Oral prophylactic antibiotic therapy - what is used?

A

Azithromycin (usually 250 mg 3 times a week)

29
Q

When might long term oxygen therapy be needed?

= 15 HOURS A DAY

A
FEV1 below 30% predicted
Cyanosis
Polycythaemia
Peripheral oedema
Raised JVP
Saturations <92% 

–> then do 2 ABGs 3 weeks apart

If Pa02 <7.3kpa or <8kpa + polycythaemia, peripheral oedema, pulmonary hypertension

–> risk assessment (CANNOT SMOKE)

30
Q

Varenicline mechanism + contraindications

A

Selective nicotine receptor partial agonist
Avoid if Hx of mental illness as may cause suicidal thoughts. Contraindicated in pregnancy/breastfeeding, under 18 year olds, end-stage renal disease.

31
Q

Buproprion mechanism + contraindications

A

Antidepressant
Increases risk of seizures, so contraindicated in epilepsy, alcohol withdrawal, eating disorders or CNS tumours.
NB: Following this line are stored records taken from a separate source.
use sqlx::Error as SqlxError;
use sqlx::error::ErrorKind;
use thiserror::Error;

#[derive(Debug, Error)]
pub enum RepositoryError {
    #[error("Database error: {0}")]
    Sqlx(SqlxError),

    #[error("Conflict: {0}")]
    Conflict(String),

    #[error("Foreign key violation: {0}")]
    ForeignKey(String),

    #[error("Custom: {0}")]
    Custom(String),
}

impl From<SqlxError> for RepositoryError {
    fn from(err: SqlxError) -> Self {
        let kind = match &err {
            SqlxError::Database(db_err) => Some((db_err.kind(), db_err.message().to_string())),
            _ => None,
        };

        match kind {
            Some((ErrorKind::UniqueViolation, msg)) => RepositoryError::Conflict(msg),
            Some((ErrorKind::ForeignKeyViolation, msg)) => RepositoryError::ForeignKey(msg),
            _ => RepositoryError::Sqlx(err),
        }
    }
}
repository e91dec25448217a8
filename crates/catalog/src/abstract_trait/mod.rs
pub mod alert;
pub mod product;
use chrono::{DateTime, Utc};
use serde::{Deserialize, Serialize};
use sqlx::FromRow;

#[derive(Debug, Clone, Serialize, Deserialize, FromRow)]
pub struct Product {
    pub id: i64,
    pub name: String,
    pub sku: String,
    pub price: f64,
    pub warehouse_id: i64,
    pub low_stock_threshold: i32,
    pub supplier_id: Option<i64>,
    pub created_at: DateTime<Utc>,
}

/// Product row before storage has assigned its identity.
#[derive(Debug, Clone)]
pub struct NewProduct {
    pub name: String,
    pub sku: String,
    pub price: f64,
    pub warehouse_id: i64,
    pub low_stock_threshold: i32,
    pub supplier_id: Option<i64>,
}
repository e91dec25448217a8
pub mod config;
pub mod errors;
pub mod utils;
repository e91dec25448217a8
mod repository;
mod service;

pub use self::repository::{AlertQueryRepositoryTrait, DynAlertQueryRepository};
pub use self::service::{AlertQueryServiceTrait, DynAlertQueryService};
use crate::{
    abstract_trait::alert::{AlertQueryServiceTrait, DynAlertQueryRepository},
    domain::response::alert::{LowStockAlertResponse, LowStockAlertsResponse},
    model::alert::LowStockRow,
};
use async_trait::async_trait;
use opentelemetry::KeyValue;
use prometheus_client::registry::Registry;
use shared::{
    errors::ServiceError,
    utils::{Method, Metrics, TracingContext},
};
use std::sync::Arc;
use tokio::sync::Mutex;
use tracing::{error, info};

pub struct AlertQueryService {
    query: DynAlertQueryRepository,
    sales_window_days: i32,
    metrics: Metrics,
}

impl AlertQueryService {
    pub async fn new(
        query: DynAlertQueryRepository,
        sales_window_days: i32,
        registry: Arc<Mutex<Registry>>,
    ) -> Self {
        let metrics = Metrics::new();
        metrics.register(
            &mut *registry.lock().await,
            "alert_query_service",
            "AlertQueryService",
        );

        Self {
            query,
            sales_window_days,
            metrics,
        }
    }
}

/// Whole days of stock left at the average daily sales rate of the window,
/// or `None` when nothing sold.
pub fn days_until_stockout(current_stock: i32, units_sold: i64, window_days: i32) -> Option<i64> {
    if units_sold <= 0 || window_days <= 0 {
        return None;
    }

    // stock / (sold / window), kept in integers so the floor is exact
    Some(i64::from(current_stock.max(0)) * i64::from(window_days) / units_sold)
}

/// Drops rows whose product sold nothing in the window and orders the rest
/// by urgency.
pub fn build_alerts(rows: Vec<LowStockRow>, window_days: i32) -> Vec<LowStockAlertResponse> {
    let mut alerts: Vec<LowStockAlertResponse> = rows
        .into_iter()
        .filter(|row| row.product_units_sold > 0)
        .map(|row| {
            let days = days_until_stockout(row.current_stock, row.units_sold, window_days);
            LowStockAlertResponse::from_row(row, days)
        })
        .collect();

    alerts.sort_by(|a, b| {
        let urgency = match (a.days_until_stockout, b.days_until_stockout) {
            (Some(x), Some(y)) => x.cmp(&y),
            (Some(_), None) => std::cmp::Ordering::Less,
            (None, Some(_)) => std::cmp::Ordering::Greater,
            (None, None) => std::cmp::Ordering::Equal,
        };
        urgency
            .then(a.product_id.cmp(&b.product_id))
            .then(a.warehouse_id.cmp(&b.warehouse_id))
    });

    alerts
}

#[async_trait]
impl AlertQueryServiceTrait for AlertQueryService {
    async fn find_low_stock_alerts(
        &self,
        company_id: i64,
    ) -> Result<LowStockAlertsResponse, ServiceError> {
        info!("🔔 Computing low-stock alerts for company {company_id}");

        let method = Method::Get;
        let tracing_ctx = TracingContext::start(
            "alert-query-service",
            "find_low_stock_alerts",
            vec![
                KeyValue::new("component", "alert"),
                KeyValue::new("operation", "find_low_stock"),
                KeyValue::new("company.id", company_id),
            ],
        );

        let rows = match self
            .query
            .find_low_stock(company_id, self.sales_window_days)
            .await
        {
            Ok(rows) => rows,
            Err(err) => {
                error!("❌ Failed to fetch low-stock rows: {err:?}");
                tracing_ctx.complete_error(&self.metrics, method, &err.to_string());
                return Err(ServiceError::Repo(err));
            }
        };

        let alerts = build_alerts(rows, self.sales_window_days);

        tracing_ctx.complete_success(
            &self.metrics,
            method,
            &format!("{} low-stock alerts", alerts.len()),
        );

        Ok(LowStockAlertsResponse::from(alerts))
    }
}
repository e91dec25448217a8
mod repository;
mod service;

pub use self::repository::{
    DynUnitOfWorkFactory, UnitOfWork, UnitOfWorkFactoryTrait, UnitOfWorkTrait,
};
pub use self::service::{DynProductCommandService, ProductCommandServiceTrait};
mod gracefullshutdown;
mod logs;
mod metrics;
mod otel;

pub use self::gracefullshutdown::shutdown_signal;
pub use self::logs::init_logger;
pub use self::metrics::{Method, Metrics, Status, SystemMetrics, run_metrics_collector};
pub use self::otel::{Telemetry, TracingContext};
pub mod validate;
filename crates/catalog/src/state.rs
use crate::di::{DependenciesInject, DependenciesInjectDeps};
use prometheus_client::registry::Registry;
use shared::utils::{SystemMetrics, run_metrics_collector};
use std::{fmt, sync::Arc};
use tokio::sync::Mutex;

#[derive(Clone)]
pub struct AppState {
    pub di_container: DependenciesInject,
    pub registry: Arc<Mutex<Registry>>,
    pub system_metrics: Arc<SystemMetrics>,
}

impl fmt::Debug for AppState {
    fn fmt(&self, f: &mut fmt::Formatter<'_>) -> fmt::Result {
        f.debug_struct("AppState")
            .field("di_container", &self.di_container)
            .field("system_metrics", &self.system_metrics)
            .finish()
    }
}

impl AppState {
    pub async fn new(deps: DependenciesInjectDeps) -> Self {
        let registry = Arc::new(Mutex::new(Registry::default()));
        let system_metrics = Arc::new(SystemMetrics::new());

        let di_container = DependenciesInject::new(deps, registry.clone()).await;

        system_metrics.register(&mut *registry.lock().await);

        Self {
            di_container,
            registry,
            system_metrics,
        }
    }

    /// Samples process metrics every 15s for the lifetime of the runtime.
    pub fn spawn_metrics_collector(&self) {
        tokio::spawn(run_metrics_collector(self.system_metrics.clone()));
    }
}
//! [`Images`] source downloading the pictures attached to [`Message`]s.
//!
//! [`Message`]: crate::domain::Message

#[cfg(test)]
use std::{collections::HashMap, sync::Arc};
use std::time::Duration;

use common::Handler;
use derive_more::{Display, Error as StdError, From};
use tracerr::Traced;

/// Maximum time a single download may take.
const TIMEOUT: Duration = Duration::from_secs(10);

/// Maximum size of a downloaded image in bytes.
const MAX_SIZE: u64 = 8 * 1024 * 1024;

/// Operation of downloading the image stored under the provided URL.
#[derive(Clone, Debug)]
pub struct Fetch(pub String);

/// Source of image bytes.
#[derive(Clone, Debug)]
pub enum Images {
    /// Downloads images over HTTP.
    Http(reqwest::Client),

    /// Serves images from memory, keyed by URL.
    #[cfg(test)]
    Fixed(Arc<HashMap<String, Vec<u8>>>),
}

impl Default for Images {
    fn default() -> Self {
        Self::Http(reqwest::Client::new())
    }
}

impl Handler<Fetch> for Images {
    type Ok = Vec<u8>;
    type Err = Traced<Error>;

    async fn execute(&self, Fetch(url): Fetch) -> Result<Self::Ok, Self::Err> {
        match self {
            Self::Http(client) => {
                let resp = client
                    .get(&url)
                    .timeout(TIMEOUT)
                    .send()
                    .await
                    .map_err(tracerr::from_and_wrap!(=> Error))?
                    .error_for_status()
                    .map_err(tracerr::from_and_wrap!(=> Error))?;
                if resp.content_length().is_some_and(|l| l > MAX_SIZE) {
                    return Err(tracerr::new!(Error::TooLarge));
                }
                let bytes = resp
                    .bytes()
                    .await
                    .map_err(tracerr::from_and_wrap!(=> Error))?;
                if u64::try_from(bytes.len()).map_or(true, |l| l > MAX_SIZE) {
                    return Err(tracerr::new!(Error::TooLarge));
                }
                Ok(bytes.to_vec())
            }
            #[cfg(test)]
            Self::Fixed(files) => files
                .get(&url)
                .cloned()
                .ok_or_else(|| tracerr::new!(Error::Missing)),
        }
    }
}

/// [`Images`] error.
#[derive(Debug, Display, From, StdError)]
pub enum Error {
    /// HTTP request failed.
    #[display("Image download failed: {_0}")]
    Http(reqwest::Error),

    /// Image exceeds the size limit.
    #[display("Image exceeds {MAX_SIZE} bytes")]
    #[from(ignore)]
    TooLarge,

    /// No image is stored under the URL.
    #[cfg(test)]
    #[display("No image is stored under the URL")]
    #[from(ignore)]
    Missing,
}
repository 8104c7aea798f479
//! [`Query`] collection related to [`User`]s.

use std::collections::HashMap;

use common::operations::By;

use crate::domain::{user, User};
#[cfg(doc)]
use crate::Query;

use super::DatabaseQuery;

/// Queries a [`User`] by its [`user::Id`].
pub type ById = DatabaseQuery<By<Option<User>, user::Id>>;

/// Queries multiple [`User`]s by their [`user::Id`]s at once.
///
/// Missing [`User`]s are simply absent in the result.
pub type ByIds = DatabaseQuery<By<HashMap<user::Id, User>, Vec<user::Id>>>;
It is also contraindicated in bipolar disorder, pregnancy/breastfeeding, under 18 year olds, and severe cirrhosis.

32
Q

Features of a severe exacerbation

A
Acute confusion.
Marked reduction in activities of daily living.
Marked breathlessness and tachypnoea.
Pursed-lip breathing.
Use of accessory muscles at rest.
New-onset cyanosis or peripheral oedema.
33
Q

What oxygen should be given (if no alert card)?

A

28% Venturi mask at a flow rate of 4 L/min, and aim for an oxygen saturation of 88–92%

34
Q

Organisms that may cause pulmonary infection in patients with COPD

A
  • Often viral (30%) e.g human rhinovirus
  • Haemophilus influenzae (most common)
  • Moraxella catarrhalis
  • Streptococcus pneumoniae
35
Q

Investigations for acute COPD exacerbation

A

• Oxygen saturations
• ABG
• Sputum sample for microscopy and culture (if sputum is purulent)
• Blood cultures (if pyrexial)
Investigations to exclude other diagnoses:
• CXR
• ECG
• Bloods – FBC, U&E, CRP, theophylline level, cardiac enzymes
• CT/CTPA
?echo

36
Q

Treatment of COPD exacerbation

A

Increase frequency of bronchodilator use and consider giving via a nebuliser
Give prednisolone 30 mg daily for 5 days
Oral antibiotics ‘if sputum is purulent or there are clinical signs of pneumonia’

37
Q

Treatment of COPD exacerbation

A

Oxygen
Increase frequency of bronchodilator use and consider giving via a nebuliser
Give prednisolone 30 mg daily for 5 days
Oral antibiotics ‘if sputum is purulent or there are clinical signs of pneumonia’
May need non-invasive ventilation

38
Q

How to choose antibiotics for COPD exacerbation

A

First line = amoxicillin 500mg TDS for 5 days

If amoxicillin allergy = doxycycline 200mg on first day then 100mg OD for a total of 5 days

If contraindicated = clarithromycin 500mg BD for 5 days

If increased risk of resistance = co-amoxiclav 500/125 mg TDS for 5 days.